Mecanismos de control financiero en el fútbol profesional están generando disparidades crecientes en la capacidad de gasto entre clubes de élite y medianos. Los límites de coste de plantilla deportiva (LCPD) —que establecen el máximo que cada equipo puede invertir en salarios, fichajes y estructuras técnicas— varían significativamente según ingresos operacionales, deudas históricas y cumplimiento de reglas de sostenibilidad.
En el contexto de la temporada 2025/26, los ajustes en estos topes reflejan tanto recuperación económica post-pandemia como volatilidad en ingresos por derechos televisivos, patrocinios y asistencia a estadios. Clubes con mayor capacidad comercial y patrimonial logran incrementos sustanciales en sus límites, mientras que equipos medianos enfrentan restricciones que limitan su competitividad. Este modelo de regulación financiera, diseñado para evitar insolvencias y crear competencia más equilibrada, paradójicamente profundiza las brechas entre instituciones consolidadas y aspirantes.

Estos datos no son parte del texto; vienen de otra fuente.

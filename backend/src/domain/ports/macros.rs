//! Helper macro for port error enums.
//!
//! Each variant gets a snake-case constructor whose fields accept
//! `impl Into<T>`, so adapters can write `Error::query(err.to_string())`.

macro_rules! define_port_error {
    (@ctor $variant:ident) => {
        ::paste::paste! {
            pub fn [<$variant:snake>]() -> Self {
                Self::$variant
            }
        }
    };

    (@ctor $variant:ident { $($field:ident : $ty:ty),* $(,)? }) => {
        define_port_error!(@ctor_impl $variant () () $( $field : $ty, )*);
    };

    (@ctor_impl $variant:ident ($($params:tt)*) ($($inits:tt)*) ) => {
        ::paste::paste! {
            pub fn [<$variant:snake>]($($params)*) -> Self {
                Self::$variant { $($inits)* }
            }
        }
    };

    (@ctor_impl $variant:ident ($($params:tt)*) ($($inits:tt)*) $field:ident : $ty:ty, $($rest:tt)*) => {
        define_port_error!(
            @ctor_impl
            $variant
            ($($params)* $field: impl Into<$ty>,)
            ($($inits)* $field: $field.into(),)
            $($rest)*
        );
    };
    (
        $(#[$outer:meta])*
        pub enum $name:ident {
            $(
                $(#[$variant_meta:meta])*
                $variant:ident $( { $($field:ident : $ty:ty),* $(,)? } )? => $message:expr
            ),* $(,)?
        }
    ) => {
        $(#[$outer])*
        #[derive(Debug, Clone, PartialEq, Eq, thiserror::Error)]
        pub enum $name {
            $(
                $(#[$variant_meta])*
                #[error($message)]
                $variant $( { $($field : $ty),* } )?,
            )*
        }

        impl $name {
            $(
                define_port_error!(@ctor $variant $( { $($field : $ty),* } )?);
            )*
        }
    };
}

pub(crate) use define_port_error;

#[cfg(test)]
mod tests {
    use rstest::rstest;

    define_port_error! {
        pub enum ProbeError {
            Unreachable => "store unreachable",
            Query { message: String } => "query failed: {message}",
            Slow { message: String, millis: u64 } => "slow query {message} took {millis}ms",
        }
    }

    #[rstest]
    fn unit_variants_get_nullary_constructors() {
        assert_eq!(ProbeError::unreachable(), ProbeError::Unreachable);
        assert_eq!(ProbeError::unreachable().to_string(), "store unreachable");
    }

    #[rstest]
    fn string_fields_accept_str() {
        assert_eq!(
            ProbeError::query("timeout").to_string(),
            "query failed: timeout"
        );
    }

    #[rstest]
    fn mixed_fields_keep_their_types() {
        let err = ProbeError::slow("jobs", 250_u64);
        assert_eq!(err.to_string(), "slow query jobs took 250ms");
    }
}
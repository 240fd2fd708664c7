//! Requested data shapes.

use std::collections::BTreeSet;
use std::fmt;
use std::str::FromStr;

use serde::{Deserialize, Serialize};

/// A named subset of the sync snapshot a client can opt into.
#[derive(Debug, Clone, Copy, PartialEq, Eq, PartialOrd, Ord, Hash, Serialize, Deserialize)]
#[serde(rename_all = "camelCase")]
pub enum Shape {
    /// Today's jobs visible to the caller.
    Jobs,
    /// Pools referenced by the returned jobs.
    Pools,
    /// Visit entries for the caller's jobs.
    Visits,
    /// Water readings taken on returned visits.
    Readings,
    /// Chemicals dosed on returned visits.
    Chemicals,
    /// Issues raised on returned visits.
    Issues,
    /// Van stock; always empty.
    VanStock,
}

impl Shape {
    /// Every shape in snapshot order.
    pub const ALL: [Self; 7] = [
        Self::Jobs,
        Self::Pools,
        Self::Visits,
        Self::Readings,
        Self::Chemicals,
        Self::Issues,
        Self::VanStock,
    ];

    /// Wire name as used in the `shapes` query parameter.
    #[must_use]
    pub const fn as_str(self) -> &'static str {
        match self {
            Self::Jobs => "jobs",
            Self::Pools => "pools",
            Self::Visits => "visits",
            Self::Readings => "readings",
            Self::Chemicals => "chemicals",
            Self::Issues => "issues",
            Self::VanStock => "vanStock",
        }
    }
}

impl fmt::Display for Shape {
    fn fmt(&self, f: &mut fmt::Formatter<'_>) -> fmt::Result {
        f.write_str(self.as_str())
    }
}

/// Error for a shape name outside the fixed vocabulary.
#[derive(Debug, Clone, PartialEq, Eq, thiserror::Error)]
#[error("unknown shape: {0}")]
pub struct ParseShapeError(pub String);

impl FromStr for Shape {
    type Err = ParseShapeError;

    fn from_str(s: &str) -> Result<Self, Self::Err> {
        Self::ALL
            .into_iter()
            .find(|shape| shape.as_str() == s)
            .ok_or_else(|| ParseShapeError(s.to_owned()))
    }
}

/// Set of shapes requested for one sync call.
///
/// # Examples
/// ```
/// use backend::domain::{Shape, ShapeSet};
///
/// let shapes = ShapeSet::parse(Some("jobs, readings,bogus"));
/// assert!(shapes.contains(Shape::Jobs));
/// assert!(shapes.contains(Shape::Readings));
/// assert!(!shapes.contains(Shape::Pools));
///
/// let defaults = ShapeSet::parse(None);
/// assert!(defaults.contains(Shape::Visits));
/// ```
#[derive(Debug, Clone, PartialEq, Eq, Default)]
pub struct ShapeSet(BTreeSet<Shape>);

impl ShapeSet {
    /// Shapes returned when the client does not say which it wants.
    pub const DEFAULT: [Shape; 3] = [Shape::Jobs, Shape::Pools, Shape::Visits];

    /// Parse the raw `shapes` parameter.
    ///
    /// `None` yields [`Self::DEFAULT`]. Unknown and blank entries are
    /// skipped rather than rejected.
    #[must_use]
    pub fn parse(raw: Option<&str>) -> Self {
        let Some(raw) = raw else {
            return Self::defaults();
        };
        raw.split(',')
            .map(str::trim)
            .filter(|name| !name.is_empty())
            .filter_map(|name| name.parse::<Shape>().ok())
            .collect()
    }

    /// The default shape selection.
    #[must_use]
    pub fn defaults() -> Self {
        Self::DEFAULT.into_iter().collect()
    }

    /// Whether `shape` was requested.
    #[must_use]
    pub fn contains(&self, shape: Shape) -> bool {
        self.0.contains(&shape)
    }

    /// Whether no shapes were requested.
    #[must_use]
    pub fn is_empty(&self) -> bool {
        self.0.is_empty()
    }

    /// Iterate requested shapes in snapshot order.
    pub fn iter(&self) -> impl Iterator<Item = Shape> + '_ {
        self.0.iter().copied()
    }
}

impl FromIterator<Shape> for ShapeSet {
    fn from_iter<T: IntoIterator<Item = Shape>>(iter: T) -> Self {
        Self(iter.into_iter().collect())
    }
}

impl fmt::Display for ShapeSet {
    fn fmt(&self, f: &mut fmt::Formatter<'_>) -> fmt::Result {
        let mut first = true;
        for shape in self.iter() {
            if !first {
                f.write_str(",")?;
            }
            f.write_str(shape.as_str())?;
            first = false;
        }
        Ok(())
    }
}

La regla del 1/1, aplicada a algunos clubes en recuperación financiera, permite convertir ingresos adicionales en capacidad de gasto de forma acelerada. Este mecanismo busca facilitar la reestructuración de equipos con deudas históricas, pero genera un efecto temporal de ventaja competitiva para quienes logran mejorar sus resultados operacionales. Analistas de gobernanza deportiva señalan que estos sistemas de límites salariales, aunque más transparentes que hace una década, mantienen estructuras que favorecen a instituciones con mayor base patrimonial y diversificación de ingresos, perpetuando jerarquías competitivas difíciles de alterar mediante desempeño deportivo exclusivamente.